I was behaving like such a baby that at one point I felt compelled to let them know that I gave birth twice without pain meds.

Home again, now, I am breathing in ease and I can relax. I’ll work on the couch throw for K and me — what I’m calling the leftovers project.

I’ll make lunch. Walk Finn. Maybe watch another couple of episodes of the Korean series The Extraordinary Life of Attorney Woo, which I didn’t think I’d like but I do.

To do list

SoulCollage card draw for today

Eliminate tabs in manuscript. Three hundred more pages. Make lunch. Make dinner. Cream of celery soup? Moisturize. Walk at least 6,000 steps, 7,000 better. Pick up dog hair — always pick up dog hair. Start a new jigsaw puzzle. Write note to DB. Keep reading about how to update website. Record emails of subscribers. Oh god — 600! Pick prompt for tomorrow. Keep reading DO YOU REMEMBER BEING BORN? Neaten password lists (Ha! Fat chance). Water mosquito plant. Vacuum upstairs rugs. Think about scrubbing the tub. Consider Wednesdays.

It’s cold today but not as cold as the weekend. And the sun is out. The extremely variable clearance of sidewalk ice remains an issue however.

Third SC card of the day

Hope your week starts off well!

Old quilt gonna get finished

Ice, writing, soup, and whales

1/8 HAIKU
A salt shard turns Finn
into a tripod — hop! hop! —
‘til I can remove.

Three writing workshops start back up this week, two I run, one attend.

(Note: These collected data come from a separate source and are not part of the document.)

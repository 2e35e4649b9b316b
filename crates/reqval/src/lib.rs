//! # Reqval
//!
//! **Typed access to multi-value HTTP request parameters**
//!
//! Reqval turns the raw string values found in request surfaces (headers,
//! query strings, urlencoded form bodies) into strongly typed primitive
//! values, and ships a JSON response envelope with a stable field layout:
//!
//! - **Fallback, never throw** - scalar accessors substitute a fallback
//!   (or the type's zero value) when a value is absent or unparseable
//! - **Flattening collections** - repeated keys and comma/whitespace
//!   separated values flatten into typed arrays, silently dropping the
//!   pieces that do not parse
//! - **One grammar per type** - integers, floats, booleans, UUIDs and
//!   unit enums share a single generic conversion layer
//! - **Response envelope** - `{ meta, pagination, data }` bodies with
//!   stable key order and omission rules
//!
//! ## Quick Start
//!
//! ```rust
//! use reqval::prelude::*;
//!
//! let query = ParamMap::parse_query("limit=10&ids=1,2&ids=3");
//!
//! assert_eq!(query.get_value::<i32>("limit"), 10);
//! assert_eq!(query.get_or::<i32>("offset", 0), 0);
//! assert_eq!(query.get_vec::<i32>("ids"), vec![1, 2, 3]);
//!
//! let body = Envelope::ok("Hello there!").with_offset_pagination(1, 2, 3);
//! assert_eq!(body.meta().code().as_u16(), 200);
//! ```

#![doc(html_root_url = "https://docs.rs/reqval/0.1.0")]
#![warn(missing_docs)]
#![forbid(unsafe_code)]

// Re-export the parsing core
pub use reqval_core as core;

// Re-export the HTTP adapters and envelope
pub use reqval_http as http;

/// Prelude module for convenient imports.
///
/// # Example
///
/// ```rust
/// use reqval::prelude::*;
/// ```
pub mod prelude {
    pub use reqval_core::{
        enum_token, parse_token, FromToken, RawValues, ValueError, DEFAULT_SEPARATORS,
    };

    pub use reqval_http::{Envelope, Meta, OffsetPagination, Pagination, ParamMap, ValueSource};
}
//! The keyed value-source capability and the header adapter.

use http::HeaderMap;
use reqval_core::{FromToken, RawValues, ValueError};

/// A key to ordered-many-optional-strings lookup over a request surface.
///
/// Implementors provide [`raw`](Self::raw); every typed accessor is a
/// provided method so the fallback and drop policies live in one place
/// instead of being restated per collection type.
///
/// # Example
///
/// ```rust
/// use reqval_http::ValueSource;
/// use http::HeaderMap;
///
/// let mut headers = HeaderMap::new();
/// headers.insert("x-limit", "25".parse().unwrap());
/// headers.append("x-ids", "1,2".parse().unwrap());
/// headers.append("x-ids", "3".parse().unwrap());
///
/// assert_eq!(headers.get_value::<i32>("x-limit"), 25);
/// assert_eq!(headers.get_vec::<i32>("x-ids"), vec![1, 2, 3]);
/// assert_eq!(headers.get_or::<i32>("x-missing", 7), 7);
/// ```
pub trait ValueSource {
    /// Returns all occurrences of `key`, in encounter order.
    ///
    /// An unknown key yields an empty sequence. An occurrence that cannot
    /// be represented as a string (for example a non-UTF-8 header value)
    /// yields an absent entry.
    fn raw(&self, key: &str) -> RawValues<'_>;

    /// Returns `true` if at least one occurrence of `key` is present.
    fn has(&self, key: &str) -> bool {
        !self.raw(key).is_empty()
    }

    /// Returns the first raw string for `key`, or `None` when absent or
    /// whitespace-only.
    fn get_string(&self, key: &str) -> Option<&str> {
        self.raw(key).first()
    }

    /// Returns the first raw string for `key`, or `fallback` when absent
    /// or whitespace-only.
    fn get_string_or<'s>(&'s self, key: &str, fallback: &'s str) -> &'s str {
        self.get_string(key).unwrap_or(fallback)
    }

    /// Parses the first occurrence of `key`, substituting the type's zero
    /// value on absence or parse failure.
    fn get_value<T: FromToken + Default>(&self, key: &str) -> T {
        self.raw(key).to()
    }

    /// Parses the first occurrence of `key`, substituting `fallback` on
    /// absence or parse failure.
    fn get_or<T: FromToken>(&self, key: &str, fallback: T) -> T {
        self.raw(key).to_or(fallback)
    }

    /// Parses the first occurrence of `key`, returning `None` on absence
    /// or parse failure.
    fn get_opt<T: FromToken>(&self, key: &str) -> Option<T> {
        self.raw(key).to_opt()
    }

    /// Parses the first occurrence of `key`, returning a [`ValueError`]
    /// when the value is absent or malformed.
    fn require<T: FromToken>(&self, key: &str) -> Result<T, ValueError> {
        self.raw(key).require(key)
    }

    /// Flattens every occurrence of `key` into a fixed-size sequence
    /// using the default separator set.
    fn get_array<T: FromToken>(&self, key: &str) -> Box<[T]> {
        self.raw(key).to_array()
    }

    /// Flattens every occurrence of `key` into a fixed-size sequence
    /// using the given separator set.
    fn get_array_with<T: FromToken>(&self, key: &str, separators: &[char]) -> Box<[T]> {
        self.raw(key).to_array_with(separators)
    }

    /// Flattens every occurrence of `key` into a growable list using the
    /// default separator set.
    fn get_vec<T: FromToken>(&self, key: &str) -> Vec<T> {
        self.raw(key).to_vec()
    }

    /// Flattens every occurrence of `key` into a growable list using the
    /// given separator set.
    fn get_vec_with<T: FromToken>(&self, key: &str, separators: &[char]) -> Vec<T> {
        self.raw(key).to_vec_with(separators)
    }
}

impl ValueSource for HeaderMap {
    fn raw(&self, key: &str) -> RawValues<'_> {
        self.get_all(key)
            .iter()
            .map(|value| {
                let text = value.to_str().ok();
                if text.is_none() {
                    tracing::debug!(key, "skipping non-UTF-8 header value");
                }
                text
            })
            .collect()
    }
}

The structure is good, the connections, friendships. The break was really nice too. It was one week longer than planned on account of losing the internet right before going to California.

I didn’t make soup yesterday but did today. The addition of fennel and a dollop of freshly-made pesto made this batch a little different from my usual bean/tomato concoctions. Plenty by Ottolenghi the source.

His didn’t include sausage while mine used up some ancient andouille. Have no fear! I’ll survive. And if I don’t, Finn’s going down too!

Painting by Ginny Mallon (so love it!) and just received this week — two of her incredible cigar-box portraits. That’s Herman Melville on the left (with a whale inside) and Mark Helprin on the right (cats inside). I have read almost all of Helprin’s novels but never managed (shame on me!) to get through Moby Dick.